Email: oferm@ekmd.huji.ac.il
Senior author: Ofer Mandelboim

Summary

NKG2D is one of the best characterized activating receptors and is expressed on natural killer cells and on various T-cell subsets. This receptor recognizes several different ligands that are induced by cellular stresses. In this review, we described the mechanisms controlling the expression of NKG2D ligands, with the emphasis on post-transcriptional and post-translational regulation.

Introduction

For many years natural killer (NK) cells were thought to be controlled only by inhibitory mechanisms. Killing of target cells was considered to be a default, resulting from the absence of inhibitory signals. The discovery of activating receptors expressed by NK cells added another layer of complexity to our understanding of how NK killing is controlled, and thus the regulation of activity of NK cells is now considered in terms of a balance between inhibitory and activating signals.

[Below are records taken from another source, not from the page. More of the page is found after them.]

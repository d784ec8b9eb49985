//! Function registry.
//!
//! Generic function calls (and the `if` and `nvl` constructs) are resolved by
//! matching the argument types against registered signatures:
//!
//! | Parameter | Accepts                                              |
//! |-----------|------------------------------------------------------|
//! | `Exact`   | exactly that type                                    |
//! | `Number`  | `Long` or `Double`                                   |
//! | `Generic` | any type, but every `Generic` slot must agree (`T`)  |
//!
//! The `null` literal matches every parameter. No coercion is applied: when no
//! signature matches, the call fails with `FunctionNotFound` naming the
//! attempted signature, e.g. `nvl(Long, String)`.

use indexmap::IndexMap;
use once_cell::sync::Lazy;
use regex::Regex;
use std::cmp::Ordering;
use std::fmt;
use std::sync::Mutex;

use crate::error::{EvalError, EvalResult};
use crate::model::{Bindings, ResolvableExpression, Span, Value, ValueType};

// =============================================================================
// Signatures
// =============================================================================

#[derive(Debug, Clone, PartialEq)]
pub enum Param {
    Exact(ValueType),
    Number,
    Generic,
}

#[derive(Debug, Clone, PartialEq)]
pub enum Returns {
    Exact(ValueType),
    Generic,
}

type StrictFn = fn(&[Value]) -> Result<Value, String>;
type LazyFn = fn(&[ResolvableExpression], &dyn Bindings) -> EvalResult<Value>;
type PatternFn = fn(&str, &Regex) -> Value;

/// How a resolved call computes its value.
#[derive(Clone, Copy)]
pub enum Implementation {
    /// Arguments are evaluated first; with `propagates_null` any null
    /// argument short-circuits to null.
    Strict { f: StrictFn, propagates_null: bool },
    /// The function decides which arguments to evaluate.
    Lazy(LazyFn),
    /// `(subject, pattern)` with the pattern compiled once per call site and
    /// recompiled only when its value changes. Null arguments give null.
    Pattern(PatternFn),
}

impl fmt::Debug for Implementation {
    fn fmt(&self, f: &mut fmt::Formatter<'_>) -> fmt::Result {
        match self {
            Implementation::Strict { propagates_null, .. } => f
                .debug_struct("Strict")
                .field("propagates_null", propagates_null)
                .finish(),
            Implementation::Lazy(_) => write!(f, "Lazy"),
            Implementation::Pattern(_) => write!(f, "Pattern"),
        }
    }
}

/// A typed overload of a registered function.
#[derive(Debug, Clone)]
pub struct FunctionSignature {
    pub name: &'static str,
    pub params: Vec<Param>,
    /// Leading parameters that must be supplied; the rest are optional.
    pub required: usize,
    pub returns: Returns,
    pub implementation: Implementation,
}

impl FunctionSignature {
    fn strict(name: &'static str, params: Vec<Param>, returns: ValueType, f: StrictFn) -> Self {
        Self {
            name,
            required: params.len(),
            params,
            returns: Returns::Exact(returns),
            implementation: Implementation::Strict {
                f,
                propagates_null: true,
            },
        }
    }

    fn optional(mut self, count: usize) -> Self {
        self.required = self.params.len().saturating_sub(count);
        self
    }

    /// Result type when the arguments match.
    fn matches(&self, args: &[ValueType]) -> Option<ValueType> {
        if args.len() < self.required || args.len() > self.params.len() {
            return None;
        }
        let mut generic: Option<&ValueType> = None;
        for (param, arg) in self.params.iter().zip(args) {
            if arg.is_null() {
                continue;
            }
            match param {
                Param::Exact(expected) if expected == arg => {}
                Param::Number if arg.is_numeric() => {}
                Param::Generic if !arg.is_scalar() => return None,
                Param::Generic => match generic {
                    Some(bound) if bound != arg => return None,
                    _ => generic = Some(arg),
                },
                _ => return None,
            }
        }
        Some(match &self.returns {
            Returns::Exact(t) => t.clone(),
            Returns::Generic => generic.cloned().unwrap_or(ValueType::Null),
        })
    }
}

impl fmt::Display for FunctionSignature {
    fn fmt(&self, f: &mut fmt::Formatter<'_>) -> fmt::Result {
        let params: Vec<String> = self
            .params
            .iter()
            .enumerate()
            .map(|(i, p)| {
                let name = match p {
                    Param::Exact(t) => t.to_string(),
                    Param::Number => "Number".to_string(),
                    Param::Generic => "T".to_string(),
                };
                if i >= self.required {
                    format!("[{}]", name)
                } else {
                    name
                }
            })
            .collect();
        let returns = match &self.returns {
            Returns::Exact(t) => t.to_string(),
            Returns::Generic => "T".to_string(),
        };
        write!(f, "{}({}) -> {}", self.name, params.join(", "), returns)
    }
}

// =============================================================================
// Registry
// =============================================================================

/// Function name → overloads.
#[derive(Debug, Default)]
pub struct FunctionRegistry {
    functions: IndexMap<&'static str, Vec<FunctionSignature>>,
}

/// Built-in functions.
pub static REGISTRY: Lazy<FunctionRegistry> = Lazy::new(FunctionRegistry::builtin);

impl FunctionRegistry {
    pub fn new() -> Self {
        Self::default()
    }

    pub fn register(&mut self, signature: FunctionSignature) {
        self.functions
            .entry(signature.name)
            .or_default()
            .push(signature);
    }

    pub fn signatures(&self) -> impl Iterator<Item = &FunctionSignature> {
        self.functions.values().flatten()
    }

    /// First overload of `name` accepting `args`, with its result type.
    pub fn resolve(&self, name: &str, args: &[ValueType]) -> Option<(&FunctionSignature, ValueType)> {
        self.functions
            .get(name)?
            .iter()
            .find_map(|sig| sig.matches(args).map(|t| (sig, t)))
    }

    /// Resolve and bind a call.
    pub fn call(
        &self,
        name: &str,
        args: Vec<ResolvableExpression>,
        span: Span,
    ) -> EvalResult<ResolvableExpression> {
        let types: Vec<ValueType> = args.iter().map(|a| a.value_type().clone()).collect();
        let (signature, result_type) =
            self.resolve(name, &types)
                .ok_or_else(|| EvalError::FunctionNotFound {
                    signature: format!(
                        "{}({})",
                        name,
                        types.iter().map(ToString::to_string).collect::<Vec<_>>().join(", ")
                    ),
                    span,
                })?;
        let implementation = signature.implementation;
        let compiled: Mutex<Option<Regex>> = Mutex::new(None);
        Ok(ResolvableExpression::new(result_type, span, move |bindings| {
            match implementation {
                Implementation::Lazy(f) => f(&args, bindings),
                Implementation::Pattern(f) => {
                    let subject = args[0].evaluate(bindings)?;
                    let pattern = args[1].evaluate(bindings)?;
                    let (Some(subject), Some(pattern)) = (subject.as_str(), pattern.as_str()) else {
                        return Ok(Value::Null);
                    };
                    let full = format!("^(?:{})$", pattern);
                    let mut cached = compiled
                        .lock()
                        .map_err(|_| EvalError::internal("pattern cache poisoned", span))?;
                    let regex = match cached.take() {
                        Some(regex) if regex.as_str() == full => regex,
                        _ => Regex::new(&full).map_err(|e| {
                            EvalError::invalid_argument(format!("invalid pattern: {}", e), span)
                        })?,
                    };
                    let result = f(subject, &regex);
                    *cached = Some(regex);
                    Ok(result)
                }
                Implementation::Strict { f, propagates_null } => {
                    let values = args
                        .iter()
                        .map(|a| a.evaluate(bindings))
                        .collect::<EvalResult<Vec<_>>>()?;
                    if propagates_null && values.iter().any(Value::is_null) {
                        return Ok(Value::Null);
                    }
                    f(&values).map_err(|message| EvalError::invalid_argument(message, span))
                }
            }
        }))
    }

    /// Registry with every built-in function.
    pub fn builtin() -> Self {
        use Param::{Exact, Generic, Number};
        let string = || Exact(ValueType::String);
        let long = || Exact(ValueType::Int64);

        let mut registry = Self::new();

        // Conditionals
        registry.register(FunctionSignature {
            name: "ifThenElse",
            params: vec![Exact(ValueType::Boolean), Generic, Generic],
            required: 3,
            returns: Returns::Generic,
            implementation: Implementation::Lazy(if_then_else),
        });
        registry.register(FunctionSignature {
            name: "nvl",
            params: vec![Generic, Generic],
            required: 2,
            returns: Returns::Generic,
            implementation: Implementation::Lazy(nvl),
        });
        registry.register(FunctionSignature {
            name: "isnull",
            params: vec![Generic],
            required: 1,
            returns: Returns::Exact(ValueType::Boolean),
            implementation: Implementation::Strict {
                f: |v| Ok(Value::Boolean(v[0].is_null())),
                propagates_null: false,
            },
        });

        // Numbers
        registry.register(FunctionSignature::strict(
            "ceil",
            vec![Number],
            ValueType::Float64,
            |v| Ok(Value::Float64(number(&v[0])?.ceil())),
        ));
        registry.register(FunctionSignature::strict(
            "between",
            vec![Number, Number, Number],
            ValueType::Boolean,
            between,
        ));

        // Strings
        registry.register(FunctionSignature {
            name: "match_characters",
            params: vec![string(), string()],
            required: 2,
            returns: Returns::Exact(ValueType::Boolean),
            implementation: Implementation::Pattern(match_characters),
        });
        registry.register(FunctionSignature::strict(
            "levenshtein",
            vec![string(), string()],
            ValueType::Int64,
            |v| Ok(Value::Int64(levenshtein(text(&v[0])?, text(&v[1])?) as i64)),
        ));
        registry.register(FunctionSignature::strict(
            "length",
            vec![string()],
            ValueType::Int64,
            |v| Ok(Value::Int64(text(&v[0])?.chars().count() as i64)),
        ));
        registry.register(FunctionSignature::strict("upper", vec![string()], ValueType::String, |v| {
            Ok(text(&v[0])?.to_uppercase().into())
        }));
        registry.register(FunctionSignature::strict("lower", vec![string()], ValueType::String, |v| {
            Ok(text(&v[0])?.to_lowercase().into())
        }));
        registry.register(FunctionSignature::strict("trim", vec![string()], ValueType::String, |v| {
            Ok(text(&v[0])?.trim().into())
        }));
        registry.register(FunctionSignature::strict("ltrim", vec![string()], ValueType::String, |v| {
            Ok(text(&v[0])?.trim_start().into())
        }));
        registry.register(FunctionSignature::strict("rtrim", vec![string()], ValueType::String, |v| {
            Ok(text(&v[0])?.trim_end().into())
        }));
        registry.register(
            FunctionSignature::strict("substr", vec![string(), long(), long()], ValueType::String, substr)
                .optional(1),
        );
        registry.register(
            FunctionSignature::strict(
                "replace",
                vec![string(), string(), string()],
                ValueType::String,
                |v| {
                    let replacement = v.get(2).and_then(Value::as_str).unwrap_or("");
                    Ok(text(&v[0])?.replace(text(&v[1])?, replacement).into())
                },
            )
            .optional(1),
        );
        registry.register(FunctionSignature::strict(
            "instr",
            vec![string(), string()],
            ValueType::Int64,
            instr,
        ));

        registry
    }
}

// =============================================================================
// Implementations
// =============================================================================

fn number(value: &Value) -> Result<f64, String> {
    value
        .as_f64()
        .ok_or_else(|| format!("{} is not a number", value))
}

fn text(value: &Value) -> Result<&str, String> {
    value
        .as_str()
        .ok_or_else(|| format!("{} is not a string", value))
}

fn if_then_else(args: &[ResolvableExpression], bindings: &dyn Bindings) -> EvalResult<Value> {
    match args[0].evaluate(bindings)?.as_bool() {
        Some(true) => args[1].evaluate(bindings),
        _ => args[2].evaluate(bindings),
    }
}

fn nvl(args: &[ResolvableExpression], bindings: &dyn Bindings) -> EvalResult<Value> {
    match args[0].evaluate(bindings)? {
        Value::Null => args[1].evaluate(bindings),
        value => Ok(value),
    }
}

fn between(v: &[Value]) -> Result<Value, String> {
    let above = v[0].compare(&v[1]).map(Ordering::is_ge);
    let below = v[0].compare(&v[2]).map(Ordering::is_le);
    Ok(match (above, below) {
        (Some(a), Some(b)) => Value::Boolean(a && b),
        _ => Value::Null,
    })
}

fn match_characters(subject: &str, pattern: &Regex) -> Value {
    Value::Boolean(pattern.is_match(subject))
}

/// Edit distance counted in characters.
pub(crate) fn levenshtein(a: &str, b: &str) -> usize {
    let b: Vec<char> = b.chars().collect();
    let mut previous: Vec<usize> = (0..=b.len()).collect();
    let mut current = vec![0; b.len() + 1];
    for (i, ca) in a.chars().enumerate() {
        current[0] = i + 1;
        for (j, cb) in b.iter().enumerate() {
            let substitution = previous[j] + usize::from(ca != *cb);
            current[j + 1] = substitution
                .min(previous[j + 1] + 1)
                .min(current[j] + 1);
        }
        std::mem::swap(&mut previous, &mut current);
    }
    previous[b.len()]
}

/// 1-based start; a missing length takes the rest of the string.
fn substr(v: &[Value]) -> Result<Value, String> {
    let chars: Vec<char> = text(&v[0])?.chars().collect();
    let start = v[1].as_i64().unwrap_or(1).max(1) as usize - 1;
    let length = match v.get(2).and_then(Value::as_i64) {
        Some(n) if n < 0 => return Err(format!("substr length {} is negative", n)),
        Some(n) => n as usize,
        None => chars.len(),
    };
    Ok(chars.iter().skip(start).take(length).collect::<String>().into())
}

/// 1-based character position of the first occurrence, 0 when absent.
fn instr(v: &[Value]) -> Result<Value, String> {
    let haystack = text(&v[0])?;
    let needle = text(&v[1])?;
    let position = haystack
        .find(needle)
        .map(|byte| haystack[..byte].chars().count() as i64 + 1)
        .unwrap_or(0);
    Ok(Value::Int64(position))
}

The activating receptor NKG2D is a potent stimulatory immunoreceptor that is expressed on NK cells, NKT cells, γδ+ T cells and CD8+ T cells.1 Engagement of NKG2D by its ligands leads either to the direct activation of killing and cytokine secretion by NK cells or to a costimulation of cytotoxic T-lymphocyte (CTL) cytotoxicity. Because of this potent killing ability, surface expression of NKG2D ligands (NKG2DL) must be tightly regulated so that the immune response is not triggered inappropriately. In this review, we will concentrate on the possible mechanisms controlling NKG2DL expression.

NKG2D ligands

NKG2D binds to a variety of major histocompatibility complex (MHC) class I-like proteins. In humans these proteins are divided into two families: the MHC class-I polypeptide-related chain (MIC) protein family that contains MICA and MICB; and the cytomegalovirus UL16-binding proteins (ULBP) family, which consists of five members (ULBP1–4 and REAT1G). In mice, there are five retinoic acid early transcript 1 (RAE1) proteins, H60 and MULT-1.1 Although all NKG2DL can bind and activate the NKG2D receptor, a comparison between the different ULBPs and MIC proteins shows no significant homology (< 20%). However, the crystal structure of NKG2D, together with ULBP3 or MICA, has revealed that the receptor–ligand interface is remarkably similar, despite the use of completely different residues for binding.2,3

NKG2DL are expressed on diseased or stressed cells, and numerous stress pathways lead to the up-regulation of these ligands. The first insight into the mechanism of NKG2DL regulation, demonstrating the concept of cellular stress detection by NKG2D, came from the finding that the MICA and MICB promoters contain heat shock elements similar to those found in heat shock protein 70 (HSP70) and that indeed heat shock induces MICA expression.4 Similarly, NKG2DL expression is also up-regulated in response to oxidative stress,5,6 genotoxic stress7 and viral infection.8

However, the exact molecular details explaining how NKG2DL expression is induced are still fragmentary, especially when considering the large number of diverse NKG2DL. We know quite a lot about the induction of NKG2DL transcription. Transcription of MICA and MICB was shown to be induced by proliferation, heat shock, viral infection and oxidative stress. Heat shock-induced binding of HSF-1 was shown to induce MICA and MICB transcription.6 A regulatory pathway that is chronically active in many tumour cells – the DNA-damage response – activates the transcription of genes encoding mouse NKG2DL and ULBP1–ULBP3 in humans.7 This response is initiated by the protein kinases ATM or ATR after the detection of double-stranded DNA breaks or stalled replication forks. However, to date, the exact molecular events linking the DNA-damage pathway or the expression of oncogenes with the up-regulation of NKG2DL transcripts and cell-surface expression still remain elusive.9

By contrast, viral induction of MICA and MICB transcription involves trans activation. It was demonstrated that human cytomegalovirus (HCMV) immediate-early proteins are able to displace histone deacetylases, which induces the transcription of MICA and MICB messenger RNA (mRNA).6 It is likely that differential regulation of NKG2D ligands may enable the immune system to respond to a broad range of cellular emergency cues; however, these are still needs to be fully defined.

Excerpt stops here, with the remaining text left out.